Konrad Wolf’s autobiographical “I Was Nineteen” (1968) may be the best film in the group. “Nineteen” is an episodic account of Wolf’s return to Germany as part of the invading Soviet Army. It is also a penetrating examination of post-war German identity. At times, Wolf’s close-ups of his characters and his naturalistic style give the film a French New Wave feel. There is also warmth and humor in the movie, which makes it all the more heartbreaking when characters we’ve come to identify with are killed unexpectedly. The one detracting factor is that the film is scrubbed clean — not surprisingly — of all references to the Soviet army’s brutality.
“Naked Among Wolves” (1963) is a fact-based, emotional and suspenseful account of prisoners in Buchenwald attempting to hide a Jewish child who has been smuggled into the camp. What makes the film stand out is the stark black and white cinematography and the fine performances and characterizations, which are free of cliché. Disturbingly, however, the Buchenwald of this film is portrayed as a mere prisoner-of-war camp. Elie Wiesel would not recognize it.
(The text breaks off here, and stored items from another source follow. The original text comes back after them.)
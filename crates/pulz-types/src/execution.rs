use serde::{Deserialize, Serialize};
use serde_json::Value;

use crate::artifact::ArtifactKind;

#[derive(Debug, Clone, Copy, PartialEq, Eq, Serialize, Deserialize)]
#[serde(rename_all = "snake_case")]
pub enum Lane {
    Html,
    Pdf,
    Doc,
    Site,
}

impl Lane {
    pub fn as_str(self) -> &'static str {
        match self {
            Lane::Html => "html",
            Lane::Pdf => "pdf",
            Lane::Doc => "doc",
            Lane::Site => "site",
        }
    }

    pub fn parse(value: &str) -> Option<Self> {
        match value {
            "html" => Some(Lane::Html),
            "pdf" => Some(Lane::Pdf),
            "doc" => Some(Lane::Doc),
            "site" => Some(Lane::Site),
            _ => None,
        }
    }
}

#[derive(Debug, Clone, Copy, PartialEq, Eq, Serialize, Deserialize)]
#[serde(rename_all = "snake_case")]
pub enum ExecutionStatus {
    Queued,
    Running,
    Succeeded,
    Failed,
    Cancelled,
}

impl ExecutionStatus {
    pub fn is_terminal(self) -> bool {
        matches!(
            self,
            ExecutionStatus::Succeeded | ExecutionStatus::Failed | ExecutionStatus::Cancelled
        )
    }

    pub fn as_str(self) -> &'static str {
        match self {
            ExecutionStatus::Queued => "queued",
            ExecutionStatus::Running => "running",
            ExecutionStatus::Succeeded => "succeeded",
            ExecutionStatus::Failed => "failed",
            ExecutionStatus::Cancelled => "cancelled",
        }
    }
}

#[derive(Debug, Clone, Default, Serialize, Deserialize)]
pub struct ExecutionMetrics {
    #[serde(default, skip_serializing_if = "Option::is_none")]
    pub plan: Option<Value>,
    #[serde(default, skip_serializing_if = "Option::is_none")]
    pub elapsed_seconds: Option<f64>,
    #[serde(default, skip_serializing_if = "Option::is_none")]
    pub artifact_count: Option<u32>,
}

#[derive(Debug, Clone, Serialize, Deserialize)]
pub struct Execution {
    pub id: String,
    pub proposal_id: String,
    #[serde(default)]
    pub mission_id: Option<String>,
    pub lane: Lane,
    pub status: ExecutionStatus,
    pub started_at: String,
    #[serde(default)]
    pub finished_at: Option<String>,
    #[serde(default)]
    pub approved_by: Option<String>,
    pub inputs: Value,
    #[serde(default)]
    pub outputs: Value,
    #[serde(default)]
    pub logs_text: String,
    #[serde(default)]
    pub error: Option<String>,
    #[serde(default)]
    pub metrics: ExecutionMetrics,
}

/// Planning result returned by `Executor::plan` before `run` is invoked.
#[derive(Debug, Clone, Serialize, Deserialize)]
pub struct ExecutionPlan {
    pub estimated_tokens: u32,
    pub estimated_seconds: f64,
}

/// What an executor lane produced after a successful `run`.
#[derive(Debug, Clone, Default, Serialize, Deserialize)]
pub struct ExecutorOutcome {
    pub outputs: Value,
    pub artifacts: Vec<ExecutorArtifact>,
    pub metrics: ExecutionMetrics,
}

/// A single file an executor lane produced, pending hashing and a store row.
/// `bytes` is always the exact file content written to disk; `text` is an
/// optional human-readable mirror stored alongside the artifact row for
/// lanes whose output is itself text (`html`, `doc`'s markdown member).
#[derive(Debug, Clone, Serialize, Deserialize)]
pub struct ExecutorArtifact {
    pub filename: String,
    pub kind: ArtifactKind,
    #[serde(with = "serde_bytes_as_base64")]
    pub bytes: Vec<u8>,
    pub text: Option<String>,
}

mod serde_bytes_as_base64 {
    use serde::{Deserialize, Deserializer, Serialize, Serializer};

    pub fn serialize<S: Serializer>(bytes: &[u8], ser: S) -> Result<S::Ok, S::Error> {
        use base64::Engine;
        base64::engine::general_purpose::STANDARD
            .encode(bytes)
            .serialize(ser)
    }

    pub fn deserialize<'de, D: Deserializer<'de>>(de: D) -> Result<Vec<u8>, D::Error> {
        use base64::Engine;
        let encoded = String::deserialize(de)?;
        base64::engine::general_purpose::STANDARD
            .decode(encoded.as_bytes())
            .map_err(serde::de::Error::custom)
    }
}
//! Cooperative-cancellation execution workers and the four deterministic
//! artifact-producing executor lanes (`spec.md` §4.7/§4.7.1).

pub mod cancellation;
pub mod lanes;
pub mod pdf14;

pub use cancellation::CancellationRegistry;

use std::path::PathBuf;

use async_trait::async_trait;
use pulz_types::{ExecutionPlan, ExecutorOutcome, Lane, Proposal};
use serde_json::Value;
use thiserror::Error;
use tokio_util::sync::CancellationToken;

#[derive(Debug, Error)]
pub enum ExecutorError {
    #[error("execution was cancelled")]
    Cancelled,
    #[error("io error: {0}")]
    Io(#[from] std::io::Error),
    #[error("zip error: {0}")]
    Zip(#[from] zip::result::ZipError),
    #[error("serialization error: {0}")]
    Serde(#[from] serde_json::Error),
}

/// What an [`Executor`] needs to plan and run: where to write output files,
/// which mission (if any) this execution belongs to, and the cooperative
/// cancel signal it must poll between I/O steps (`spec` §5 "Cancellation and
/// timeouts").
pub struct ExecutionContext {
    pub output_dir: PathBuf,
    pub mission_id: Option<String>,
    pub cancel: CancellationToken,
}

impl ExecutionContext {
    /// Returns `Err(ExecutorError::Cancelled)` if the token has fired. Call
    /// this at every I/O boundary inside `run` (`spec` §9 design note on
    /// cooperative cancellation).
    pub fn check_cancelled(&self) -> Result<(), ExecutorError> {
        if self.cancel.is_cancelled() {
            Err(ExecutorError::Cancelled)
        } else {
            Ok(())
        }
    }
}

/// A progress sink executors emit through while running, decoupled from how
/// the caller actually delivers events (broadcaster fan-out, telemetry
/// persistence, or both) — executors are polymorphic over the channel, not
/// inheriting from a base class (`spec` §9).
#[async_trait]
pub trait ProgressSink: Send + Sync {
    async fn emit(&self, kind: &str, payload: Value);
}

/// A deterministic artifact-producing lane. `plan` estimates cost before
/// committing to `run`; `run` does the actual work and must poll
/// `ctx.cancel` between I/O operations.
#[async_trait]
pub trait Executor: Send + Sync {
    fn lane(&self) -> Lane;

    async fn plan(
        &self,
        proposal: &Proposal,
        ctx: &ExecutionContext,
    ) -> Result<ExecutionPlan, ExecutorError>;

    async fn run(
        &self,
        execution_id: &str,
        proposal: &Proposal,
        ctx: &ExecutionContext,
        emit: &dyn ProgressSink,
    ) -> Result<ExecutorOutcome, ExecutorError>;
}

/// Resolves a [`Lane`] into its boxed [`Executor`] implementation.
pub fn resolve_executor(lane: Lane) -> Box<dyn Executor> {
    match lane {
        Lane::Html => Box::new(lanes::html::HtmlExecutor),
        Lane::Pdf => Box::new(lanes::pdf::PdfExecutor),
        Lane::Doc => Box::new(lanes::doc::DocExecutor),
        Lane::Site => Box::new(lanes::site::SiteExecutor),
    }
}

/// SHA-256 of `bytes`, lowercase hex — used to stamp every artifact row
/// post-write (`spec` §4.7 step 4).
pub fn sha256_hex(bytes: &[u8]) -> String {
    use sha2::{Digest, Sha256};
    let mut hasher = Sha256::new();
    hasher.update(bytes);
    hasher
        .finalize()
        .iter()
        .map(|b| format!("{b:02x}"))
        .collect()
}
The essays accompanying the DVDs are interesting, but they fail to contextualize the Communist ideology in the films, and their historical omissions. They also fail to explain whether any of the directors are true auteurs or simply worked according to the dictates of censorship. This would be interesting to know, because unlike many other Eastern Bloc countries — Czecheslovakia (Milos Forman); Poland (Andrzej Wajda); Hungary (Miklós Jancsó); Yugoslavia (Dušan Makavejev); the Soviet Union (Andrei Tarkovsky) — East Germany does not appear to have produced a single great filmmaker. Though the films in this box set demonstrate promise compromised, they are still important pieces of filmmaking and a window into the mindset of postwar East Germany.